I'm curious about this, what model do you use? (Assuming it is a 12V unit) Current draw? Anyone else using one while at anchor or underway?

Thanks,
Chris


This one...

https://www.lowes.com/pd/Pure-Enrichment-PureDry-Mini-Dehumidifier-0-53-Pint-1-Speed-Dehumidifier/1001389040

It is about 6 in wide, 4 in deep, and 12 in high. I bought it originally to protect some installations of monitoring equipment...run with solar and battery power inside of a sealed box. It worked well, but would only hold about a pint of water, and I eventually drilled a hole in the reservoir and fitted a hose through the box to drain continually.

Came with with a 120 AC to 9 VDC converter. That can work if you have an inverter, but I use a 12 to 9 VDC converter instead. Draws 22 watts, pretty much continuously.

One thing I've found is that the unit "ices" up sometimes with high humidity and low temperature. Instructions say it won't work below 65 F, but it does, it just can ice up, and when it does, it quits removing water. In that case, you'll need to cycle on and off to let the ice melt, about an hour on and an hour off does the trick at C-Dory cabin temperatures (for me about 60F). Once the humidity is lower and temperature higher, generally no problem.

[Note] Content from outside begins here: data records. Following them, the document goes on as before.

//! Follow configuration.

use std::time::Duration;

use rust_decimal::Decimal;
use rust_decimal_macros::dec;
use serde::{Deserialize, Serialize};

use crate::api::RetryPolicy;

/// How much of our balance an opening follow commits.
#[derive(Debug, Clone, Copy, PartialEq, Eq, Serialize, Deserialize)]
pub enum RatioMode {
    /// Fixed fraction of our balance
    Fixed(Decimal),
    /// The source wallet's own position value / equity
    SourceExposure,
}

impl RatioMode {
    /// Parse "source" or a fraction like "0.1".
    pub fn parse(s: &str) -> Option<Self> {
        match s.trim().to_lowercase().as_str() {
            "source" | "source_exposure" => Some(Self::SourceExposure),
            other => other
                .parse::<Decimal>()
                .ok()
                .filter(|r| *r > Decimal::ZERO && *r <= Decimal::ONE)
                .map(Self::Fixed),
        }
    }
}

/// How much of the mirrored position a DECREASE unwinds.
#[derive(Debug, Clone, Copy, PartialEq, Eq, Serialize, Deserialize)]
pub enum DecreaseMode {
    /// Half of what we hold
    Half,
    /// The same fraction the source wallet reduced by
    Proportional,
}

impl DecreaseMode {
    pub fn parse(s: &str) -> Option<Self> {
        match s.trim().to_lowercase().as_str() {
            "half" => Some(Self::Half),
            "proportional" | "prop" => Some(Self::Proportional),
            _ => None,
        }
    }
}

/// Configuration for follow decisions and execution.
#[derive(Debug, Clone, Serialize, Deserialize)]
pub struct FollowConfig {
    /// Share of our balance committed per opening follow
    pub ratio_mode: RatioMode,

    /// Notional cap when the wallet has no override (USD)
    pub default_max_position_usd: Decimal,

    /// Loss ratio that forces a close when the wallet has no override (0.0 to 1.0)
    pub default_stop_loss_ratio: Decimal,

    /// Sizing for DECREASE events
    pub decrease_mode: DecreaseMode,

    /// Slippage cap for market orders (0.0 to 1.0)
    pub max_slippage: Decimal,

    /// How long a fetched balance is reused
    #[serde(with = "duration_secs")]
    pub balance_ttl: Duration,

    /// Retry envelope for every venue call
    #[serde(skip)]
    pub retry: RetryPolicy,
}

impl Default for FollowConfig {
    fn default() -> Self {
        Self {
            ratio_mode: RatioMode::Fixed(dec!(0.1)), // 10% of balance
            default_max_position_usd: dec!(1000),
            default_stop_loss_ratio: dec!(0.5), // Close at -50%
            decrease_mode: DecreaseMode::Half,
            max_slippage: dec!(0.01), // 1%
            balance_ttl: Duration::from_secs(60),
            retry: RetryPolicy::default(),
        }
    }
}

mod duration_secs {
    use std::time::Duration;

    use serde::{Deserialize, Deserializer, Serializer};

    pub fn serialize<S: Serializer>(d: &Duration, s: S) -> Result<S::Ok, S::Error> {
        s.serialize_u64(d.as_secs())
    }

    pub fn deserialize<'de, D: Deserializer<'de>>(d: D) -> Result<Duration, D::Error> {
        Ok(Duration::from_secs(u64::deserialize(d)?))
    }
}
impl Database {
    /// Create a new database connection.
    pub async fn new(database_url: &str) -> Result<Self> {
        let pool = SqlitePoolOptions::new()
            .max_connections(5)
            .connect(database_url)
            .await
            .context("Failed to connect to database")?;

        let db = Self { pool };
        db.run_migrations().await?;

        Ok(db)
    }

    /// Private in-memory database on a single long-lived connection.
    pub async fn in_memory() -> Result<Self> {
        let pool = SqlitePoolOptions::new()
            .max_connections(1)
            .idle_timeout(None)
            .max_lifetime(None)
            .connect("sqlite::memory:")
            .await
            .context("Failed to open in-memory database")?;

        let db = Self { pool };
        db.run_migrations().await?;

        Ok(db)
    }

    /// Run a raw statement against the pool.
    #[cfg(test)]
    pub async fn execute_raw(&self, sql: &str) -> Result<()> {
        sqlx::query(sql).execute(&self.pool).await?;
        Ok(())
    }

    /// Run all database migrations.
    async fn run_migrations(&self) -> Result<()> {
        sqlx::query(
            r#"
            CREATE TABLE IF NOT EXISTS wallets (
                address TEXT PRIMARY KEY,
                enabled INTEGER NOT NULL DEFAULT 1,
                max_position_usd TEXT,
                stop_loss_ratio TEXT,
                nickname TEXT,
                created_at TEXT NOT NULL DEFAULT CURRENT_TIMESTAMP,
                updated_at TEXT NOT NULL DEFAULT CURRENT_TIMESTAMP
            )
            "#,
        )
        .execute(&self.pool)
        .await?;

        // One row per symbol: the primary key is the symbol lock
        sqlx::query(
            r#"
            CREATE TABLE IF NOT EXISTS mirrored_positions (
                symbol TEXT PRIMARY KEY,
                side TEXT NOT NULL,
                size TEXT NOT NULL,
                entry_price TEXT NOT NULL,
                source_wallet TEXT NOT NULL,
                opened_at TEXT NOT NULL DEFAULT CURRENT_TIMESTAMP,
                updated_at TEXT NOT NULL DEFAULT CURRENT_TIMESTAMP
            )
            "#,
        )
        .execute(&self.pool)
        .await?;

        sqlx::query(
            r#"
            CREATE TABLE IF NOT EXISTS trade_history (
                id TEXT PRIMARY KEY,
                symbol TEXT NOT NULL,
                side TEXT NOT NULL,
                size TEXT NOT NULL,
                price TEXT NOT NULL,
                trade_type TEXT NOT NULL,
                source_wallet TEXT NOT NULL,
                order_id TEXT,
                created_at TEXT NOT NULL DEFAULT CURRENT_TIMESTAMP
            )
            "#,
        )
        .execute(&self.pool)
        .await?;

        sqlx::query("CREATE INDEX IF NOT EXISTS idx_mirrored_positions_wallet ON mirrored_positions(source_wallet)")
            .execute(&self.pool)
            .await?;
        sqlx::query("CREATE INDEX IF NOT EXISTS idx_trade_history_symbol ON trade_history(symbol)")
            .execute(&self.pool)
            .await?;

        Ok(())
    }

    // ==================== Wallets ====================

    /// Add a wallet to track. Fails if it is already tracked.
    pub async fn add_wallet(
        &self,
        address: &str,
        max_position_usd: Option<Decimal>,
        stop_loss_ratio: Option<Decimal>,
        nickname: Option<&str>,
    ) -> Result<TrackedWalletConfig> {
        let address = address.to_lowercase();

        let result = sqlx::query(
            r#"
            INSERT INTO wallets (address, max_position_usd, stop_loss_ratio, nickname, created_at, updated_at)
            VALUES (?, ?, ?, ?, datetime('now'), datetime('now'))
            "#,
        )
        .bind(&address)
        .bind(max_position_usd.map(|d| d.to_string()))
        .bind(stop_loss_ratio.map(|d| d.to_string()))
        .bind(nickname)
        .execute(&self.pool)
        .await;

        match result {
            Ok(_) => {}
            Err(sqlx::Error::Database(e)) if e.is_unique_violation() => {
                bail!("Wallet already tracked: {}", address);
            }
            Err(e) => return Err(e).context("Failed to add wallet"),
        }

        info!(address = %address, "Wallet added");

        self.get_wallet_config(&address)
            .await?
            .context("Wallet missing after insert")
    }

    /// Delete a tracked wallet. Returns whether it existed.
    pub async fn remove_wallet(&self, address: &str) -> Result<bool> {
        let result = sqlx::query("DELETE FROM wallets WHERE address = ?")
            .bind(address.to_lowercase())
            .execute(&self.pool)
            .await?;

        Ok(result.rows_affected() > 0)
    }

    /// Enable or disable a wallet. Returns whether it existed.
    pub async fn set_wallet_enabled(&self, address: &str, enabled: bool) -> Result<bool> {
        let result = sqlx::query(
            "UPDATE wallets SET enabled = ?, updated_at = datetime('now') WHERE address = ?",
        )
        .bind(enabled)
        .bind(address.to_lowercase())
        .execute(&self.pool)
        .await?;

        Ok(result.rows_affected() > 0)
    }

    /// Get one wallet's configuration.
    pub async fn get_wallet_config(&self, address: &str) -> Result<Option<TrackedWalletConfig>> {
        let row = sqlx::query_as::<_, StoredWallet>("SELECT * FROM wallets WHERE address = ?")
            .bind(address.to_lowercase())
            .fetch_optional(&self.pool)
            .await
            .context("Failed to fetch wallet")?;

        row.map(TryInto::try_into).transpose()
    }

    /// List wallets in creation order.
    pub async fn list_wallets(&self, enabled_only: bool) -> Result<Vec<TrackedWalletConfig>> {
        let sql = if enabled_only {
            "SELECT * FROM wallets WHERE enabled = 1 ORDER BY created_at, address"
        } else {
            "SELECT * FROM wallets ORDER BY created_at, address"
        };

        let rows = sqlx::query_as::<_, StoredWallet>(sql)
            .fetch_all(&self.pool)
            .await
            .context("Failed to list wallets")?;

        rows.into_iter().map(TryInto::try_into).collect()
    }

    // ==================== Mirrored Positions ====================

    /// Get the mirrored position (and lock holder) for a symbol.
    pub async fn get_mirrored_position(&self, symbol: &str) -> Result<Option<MirroredPosition>> {
        let row = sqlx::query_as::<_, StoredMirroredPosition>(
            "SELECT * FROM mirrored_positions WHERE symbol = ?",
        )
        .bind(symbol.to_uppercase())
        .fetch_optional(&self.pool)
        .await
        .context("Failed to fetch mirrored position")?;

        row.map(TryInto::try_into).transpose()
    }

    /// All mirrored positions, including pending claims.
    pub async fn list_mirrored_positions(&self) -> Result<Vec<MirroredPosition>> {
        let rows = sqlx::query_as::<_, StoredMirroredPosition>(
            "SELECT * FROM mirrored_positions ORDER BY opened_at, symbol",
        )
        .fetch_all(&self.pool)
        .await
        .context("Failed to list mirrored positions")?;

        rows.into_iter().map(TryInto::try_into).collect()
    }

    /// Take the lock on a symbol for `source_wallet`.
    ///
    /// A fresh lock is recorded as a zero-size claim on `side`. The insert is a
    /// single statement, so two wallets racing for the same symbol cannot both win.
    pub async fn acquire_symbol_lock(
        &self,
        symbol: &str,
        side: Side,
        source_wallet: &str,
    ) -> Result<LockAcquisition> {
        let symbol = symbol.to_uppercase();
        let wallet = source_wallet.to_lowercase();

        // The holder may release between our insert and read; try again then
        for _ in 0..3 {
            let inserted = sqlx::query(
                r#"
                INSERT INTO mirrored_positions (symbol, side, size, entry_price, source_wallet, opened_at, updated_at)
                VALUES (?, ?, '0', '0', ?, datetime('now'), datetime('now'))
                ON CONFLICT(symbol) DO NOTHING
                "#,
            )
            .bind(&symbol)
            .bind(side.as_str())
            .bind(&wallet)
            .execute(&self.pool)
            .await?
            .rows_affected();

            if inserted == 1 {
                debug!(symbol = %symbol, wallet = %wallet, "Symbol lock claimed");
                return Ok(LockAcquisition::Claimed);
            }

            match self.get_mirrored_position(&symbol).await? {
                Some(existing) if existing.is_held_by(&wallet) => {
                    return Ok(LockAcquisition::AlreadyHeld)
                }
                Some(existing) => return Ok(LockAcquisition::HeldBy(existing.source_wallet)),
                None => continue,
            }
        }

        bail!("Symbol lock for {} kept changing hands", symbol)
    }

    /// Drop a zero-size claim left by an order that never filled.
    pub async fn release_pending_claim(&self, symbol: &str, source_wallet: &str) -> Result<bool> {
        let result = sqlx::query(
            r#"
            DELETE FROM mirrored_positions
            WHERE symbol = ? AND source_wallet = ? AND CAST(size AS REAL) = 0
            "#,
        )
        .bind(symbol.to_uppercase())
        .bind(source_wallet.to_lowercase())
        .execute(&self.pool)
        .await?;

        Ok(result.rows_affected() > 0)
    }

    /// Insert or update the mirrored position for a symbol.
    ///
    /// Returns false without writing when another wallet holds the symbol.
    pub async fn upsert_mirrored_position(
        &self,
        symbol: &str,
        side: Side,
        size: Decimal,
        entry_price: Decimal,
        source_wallet: &str,
    ) -> Result<bool> {
        let result = sqlx::query(
            r#"
            INSERT INTO mirrored_positions (symbol, side, size, entry_price, source_wallet, opened_at, updated_at)
            VALUES (?, ?, ?, ?, ?, datetime('now'), datetime('now'))
            ON CONFLICT(symbol) DO UPDATE SET
                side = excluded.side,
                size = excluded.size,
                entry_price = excluded.entry_price,
                updated_at = datetime('now')
            WHERE mirrored_positions.source_wallet = excluded.source_wallet
            "#,
        )
        .bind(symbol.to_uppercase())
        .bind(side.as_str())
        .bind(size.to_string())
        .bind(entry_price.to_string())
        .bind(source_wallet.to_lowercase())
        .execute(&self.pool)
        .await
        .context("Failed to upsert mirrored position")?;

        Ok(result.rows_affected() > 0)
    }

    /// Delete the mirrored position, releasing the symbol lock.
    pub async fn delete_mirrored_position(&self, symbol: &str, source_wallet: &str) -> Result<bool> {
        let result =
            sqlx::query("DELETE FROM mirrored_positions WHERE symbol = ? AND source_wallet = ?")
                .bind(symbol.to_uppercase())
                .bind(source_wallet.to_lowercase())
                .execute(&self.pool)
                .await?;

        Ok(result.rows_affected() > 0)
    }

    // ==================== Trade History ====================

    /// Record an executed follow.
    pub async fn record_trade(&self, trade: &TradeRecord) -> Result<()> {
        sqlx::query(
            r#"
            INSERT INTO trade_history (id, symbol, side, size, price, trade_type, source_wallet, order_id, created_at)
            VALUES (?, ?, ?, ?, ?, ?, ?, ?, datetime('now'))
            "#,
        )
        .bind(&trade.id)
        .bind(trade.symbol.to_uppercase())
        .bind(trade.side.as_str())
        .bind(trade.size.to_string())
        .bind(trade.price.to_string())
        .bind(trade.kind.as_str())
        .bind(trade.source_wallet.to_lowercase())
        .bind(&trade.order_id)
        .execute(&self.pool)
        .await
        .context("Failed to record trade")?;

        Ok(())
    }

    /// Most recent trades, optionally for one symbol.
    pub async fn recent_trades(&self, symbol: Option<&str>, limit: i64) -> Result<Vec<TradeRecord>> {
        let rows = match symbol {
            Some(s) => {
                sqlx::query_as::<_, StoredTrade>(
                    "SELECT * FROM trade_history WHERE symbol = ? ORDER BY created_at DESC, rowid DESC LIMIT ?",
                )
                .bind(s.to_uppercase())
                .bind(limit)
                .fetch_all(&self.pool)
                .await
            }
            None => {
                sqlx::query_as::<_, StoredTrade>(
                    "SELECT * FROM trade_history ORDER BY created_at DESC, rowid DESC LIMIT ?",
                )
                .bind(limit)
                .fetch_all(&self.pool)
                .await
            }
        }
        .context("Failed to fetch trade history")?;

        rows.into_iter().map(TryInto::try_into).collect()
    }
}
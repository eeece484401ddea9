//! Notifications for events, follow results, stop-losses and close-all.
//!
//! Delivery failures are logged and never block the trading loop.

use std::collections::BTreeMap;
use std::time::Duration;

use anyhow::{Context, Result};
use async_trait::async_trait;
use serde_json::json;
use tracing::{info, warn};

use crate::models::{short_address, OrderResult, PositionEvent};
use crate::trading::{FollowDecision, FollowResult, StopLossHit};

/// Message sink.
#[async_trait]
pub trait Notifier: Send + Sync {
    async fn send(&self, message: &str);
}

/// Writes notifications to the log.
#[derive(Debug, Default, Clone)]
pub struct LogNotifier;

#[async_trait]
impl Notifier for LogNotifier {
    async fn send(&self, message: &str) {
        info!(target: "notify", "{}", message.replace('\n', " | "));
    }
}

/// Telegram Bot API sink.
#[derive(Debug, Clone)]
pub struct TelegramNotifier {
    http: reqwest::Client,
    bot_token: String,
    chat_id: String,
}

impl TelegramNotifier {
    pub fn new(bot_token: String, chat_id: String) -> Result<Self> {
        let http = reqwest::Client::builder()
            .timeout(Duration::from_secs(30))
            .build()
            .context("Failed to build Telegram HTTP client")?;

        Ok(Self {
            http,
            bot_token,
            chat_id,
        })
    }

    /// Built from `TELEGRAM_BOT_TOKEN` and `TELEGRAM_CHAT_ID`, `None` when either is unset.
    pub fn from_env() -> Result<Option<Self>> {
        let token = std::env::var("TELEGRAM_BOT_TOKEN").ok().filter(|t| !t.is_empty());
        let chat_id = std::env::var("TELEGRAM_CHAT_ID").ok().filter(|c| !c.is_empty());

        match (token, chat_id) {
            (Some(token), Some(chat_id)) => Ok(Some(Self::new(token, chat_id)?)),
            _ => Ok(None),
        }
    }
}

#[async_trait]
impl Notifier for TelegramNotifier {
    async fn send(&self, message: &str) {
        let url = format!("https://api.telegram.org/bot{}/sendMessage", self.bot_token);

        let body = json!({
            "chat_id": self.chat_id,
            "text": message,
            "parse_mode": "Markdown",
        });

        match self.http.post(&url).json(&body).send().await {
            Ok(resp) if !resp.status().is_success() => {
                warn!(status = %resp.status(), "Telegram sendMessage returned non-2xx");
            }
            Ok(_) => {}
            Err(e) => {
                warn!(error = %e, "Failed to send Telegram notification");
            }
        }
    }
}

pub fn format_startup(dry_run: bool, wallets: usize, mirrored: usize) -> String {
    let mode = if dry_run { "dry run" } else { "live" };
    format!(
        "*HyperTrack started* ({})\nTracking {} wallet(s), {} mirrored position(s)",
        mode, wallets, mirrored
    )
}

pub fn format_shutdown() -> String {
    "*HyperTrack stopped*".to_string()
}

/// Detected source wallet event.
pub fn format_event(event: &PositionEvent) -> String {
    format!(
        "*{} detected*\nSymbol: {}\nSide: {}\nSize: {} -> {}\nPrice: {}\nWallet: `{}`",
        event.kind,
        event.symbol,
        event.side,
        event.previous_size,
        event.size,
        event.price,
        short_address(&event.wallet_address),
    )
}

/// FOLLOW or ERROR result. Other decisions are not announced.
pub fn format_follow_result(result: &FollowResult) -> Option<String> {
    let side = result.side.map(|s| s.to_string()).unwrap_or_else(|| "-".to_string());
    let size = result.size.map(|s| s.to_string()).unwrap_or_else(|| "-".to_string());
    let price = result
        .price
        .map(|p| p.round_dp(4).to_string())
        .unwrap_or_else(|| "-".to_string());
    let wallet = short_address(&result.wallet_address);

    match result.decision {
        FollowDecision::Follow => Some(format!(
            "*Followed {}*\nSymbol: {}\nSide: {}\nSize: {}\nPrice: {}\nWallet: `{}`",
            result.kind, result.symbol, side, size, price, wallet,
        )),
        FollowDecision::Error => Some(format!(
            "*Follow failed*\nSymbol: {}\nSide: {}\nSize: {}\nPrice: {}\nWallet: `{}`\nReason: {}",
            result.symbol, side, size, price, wallet, result.reason,
        )),
        FollowDecision::Skip | FollowDecision::Reject => None,
    }
}

pub fn format_stop_loss(hit: &StopLossHit) -> String {
    let outcome = if hit.order.success {
        "closed".to_string()
    } else {
        format!(
            "close failed: {}",
            hit.order.error.as_deref().unwrap_or("unknown")
        )
    };

    format!(
        "*Stop-loss {}*\nLoss: {}% (limit {}%)\nWallet: `{}`\nResult: {}",
        hit.symbol,
        (hit.loss_ratio * rust_decimal::Decimal::ONE_HUNDRED).round_dp(2),
        (hit.threshold * rust_decimal::Decimal::ONE_HUNDRED).round_dp(2),
        short_address(&hit.source_wallet),
        outcome,
    )
}

pub fn format_close_all(results: &BTreeMap<String, OrderResult>) -> String {
    if results.is_empty() {
        return "*Close all*\nNo open positions".to_string();
    }

    let mut message = String::from("*Close all*");
    for (symbol, result) in results {
        if result.success {
            message.push_str(&format!("\n{}: closed", symbol));
        } else {
            message.push_str(&format!(
                "\n{}: failed ({})",
                symbol,
                result.error.as_deref().unwrap_or("unknown")
            ));
        }
    }
    message
}
//! Follow decision engine: turns source wallet events into mirror orders.
//!
//! Each event is checked in order:
//! 1. the wallet is tracked and enabled
//! 2. no other wallet holds the symbol lock
//! 3. we have balance to trade with
//! 4. the event kind is known
//!
//! then sized, executed, and recorded against the symbol lock.

use std::collections::BTreeMap;
use std::sync::Arc;

use anyhow::Result;
use chrono::Utc;
use rust_decimal::Decimal;
use serde::Serialize;
use tracing::{debug, error, info, warn};

use crate::api::tradable_size;
use crate::db::{Database, LockAcquisition};
use crate::models::{
    short_address, EventKind, MirroredPosition, OrderResult, OrderSide, PositionEvent,
    TrackedWalletConfig, TradeRecord,
};

use super::balance::BalanceCache;
use super::config::FollowConfig;
use super::executor::OrderExecutor;
use super::sizing::FollowSizer;

/// Outcome class of a follow decision.
#[derive(Debug, Clone, Copy, PartialEq, Eq, Serialize)]
#[serde(rename_all = "UPPERCASE")]
pub enum FollowDecision {
    /// Order executed and bookkeeping updated
    Follow,
    /// Not eligible or nothing to do
    Skip,
    /// Eligible but contradicts what we hold
    Reject,
    /// Order or remote call failed
    Error,
}

impl FollowDecision {
    pub fn as_str(&self) -> &'static str {
        match self {
            FollowDecision::Follow => "FOLLOW",
            FollowDecision::Skip => "SKIP",
            FollowDecision::Reject => "REJECT",
            FollowDecision::Error => "ERROR",
        }
    }
}

impl std::fmt::Display for FollowDecision {
    fn fmt(&self, f: &mut std::fmt::Formatter<'_>) -> std::fmt::Result {
        f.pad(self.as_str())
    }
}

/// Result of handling one event.
#[derive(Debug, Clone, Serialize)]
pub struct FollowResult {
    pub decision: FollowDecision,
    pub reason: String,
    pub symbol: String,
    pub kind: EventKind,
    pub wallet_address: String,

    /// Direction of the follow order, when one was sized
    pub side: Option<OrderSide>,

    pub size: Option<Decimal>,

    /// Mirror venue reference price
    pub price: Option<Decimal>,

    /// Set when an order was attempted
    pub order: Option<OrderResult>,
}
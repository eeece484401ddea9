//! Data models for snapshots, events, wallets, positions, and orders.

mod event;
mod order;
mod position;
mod snapshot;
mod wallet;

pub use event::{EventKind, PositionEvent, Side};
pub use order::{OrderResult, OrderSide, TradeRecord};
pub use position::{MirroredPosition, VenuePosition};
pub use snapshot::{SnapshotPosition, WalletSnapshot};
pub use wallet::{is_valid_address, short_address, TrackedWalletConfig};
//! Position-change events derived from consecutive wallet snapshots.

use chrono::{DateTime, Utc};
use rust_decimal::Decimal;
use serde::{Deserialize, Serialize};

/// Direction of a position.
#[derive(Debug, Clone, Copy, PartialEq, Eq, Hash, Serialize, Deserialize)]
#[serde(rename_all = "UPPERCASE")]
pub enum Side {
    Long,
    Short,
}

impl Side {
    pub fn as_str(&self) -> &'static str {
        match self {
            Side::Long => "LONG",
            Side::Short => "SHORT",
        }
    }

    /// Side implied by a signed size, `None` when flat.
    pub fn from_signed(size: Decimal) -> Option<Self> {
        if size > Decimal::ZERO {
            Some(Side::Long)
        } else if size < Decimal::ZERO {
            Some(Side::Short)
        } else {
            None
        }
    }

    pub fn opposite(&self) -> Self {
        match self {
            Side::Long => Side::Short,
            Side::Short => Side::Long,
        }
    }

    pub fn parse(s: &str) -> Option<Self> {
        match s.to_uppercase().as_str() {
            "LONG" => Some(Side::Long),
            "SHORT" => Some(Side::Short),
            _ => None,
        }
    }
}

impl std::fmt::Display for Side {
    fn fmt(&self, f: &mut std::fmt::Formatter<'_>) -> std::fmt::Result {
        f.pad(self.as_str())
    }
}

/// Kind of position transition.
#[derive(Debug, Clone, Copy, PartialEq, Eq, Serialize, Deserialize)]
#[serde(rename_all = "UPPERCASE")]
pub enum EventKind {
    Open,
    Close,
    Increase,
    Decrease,
    Flip,
    Unknown,
}

impl EventKind {
    pub fn as_str(&self) -> &'static str {
        match self {
            EventKind::Open => "OPEN",
            EventKind::Close => "CLOSE",
            EventKind::Increase => "INCREASE",
            EventKind::Decrease => "DECREASE",
            EventKind::Flip => "FLIP",
            EventKind::Unknown => "UNKNOWN",
        }
    }
}

impl std::fmt::Display for EventKind {
    fn fmt(&self, f: &mut std::fmt::Formatter<'_>) -> std::fmt::Result {
        f.pad(self.as_str())
    }
}

/// A symbol transition for one wallet between two snapshots.
///
/// Transient: consumed once by the follow engine and never persisted.
#[derive(Debug, Clone, Serialize, Deserialize)]
pub struct PositionEvent {
    pub kind: EventKind,
    pub symbol: String,

    /// Side after the change (inherited from the old side on close)
    pub side: Side,

    /// Absolute size after the change
    pub size: Decimal,

    /// Absolute size before the change
    pub previous_size: Decimal,

    /// Entry price after the change, zero when closed
    pub price: Decimal,

    pub wallet_address: String,

    /// Source wallet's position value / equity at the new snapshot
    pub source_position_ratio: Decimal,

    pub timestamp: DateTime<Utc>,

    /// Venue payload for diagnostics
    #[serde(default)]
    pub raw: Option<serde_json::Value>,
}

impl std::fmt::Display for PositionEvent {
    fn fmt(&self, f: &mut std::fmt::Formatter<'_>) -> std::fmt::Result {
        write!(
            f,
            "[{}] {} {} | size: {} | price: {}",
            self.kind, self.symbol, self.side, self.size, self.price
        )
    }
}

It also heats the air a little, not much in a C-Dory, but some in a gun case or inside of an electronic's box. I was told that dehumidifiers are excellent heaters, with usually a 2:1 or higher efficiency advantage over resistance-only heaters. I remember from a few physics and chemistry classes and in my greenhouse courses that when you evaporate a liter of water, you will absorb 540 kcal (big Calories) from the environment, cooling things. Conversely, when you condense a liter of water from the environment (C-Dory cabin), you will put 540 kcal into the environment around your dehumidifier.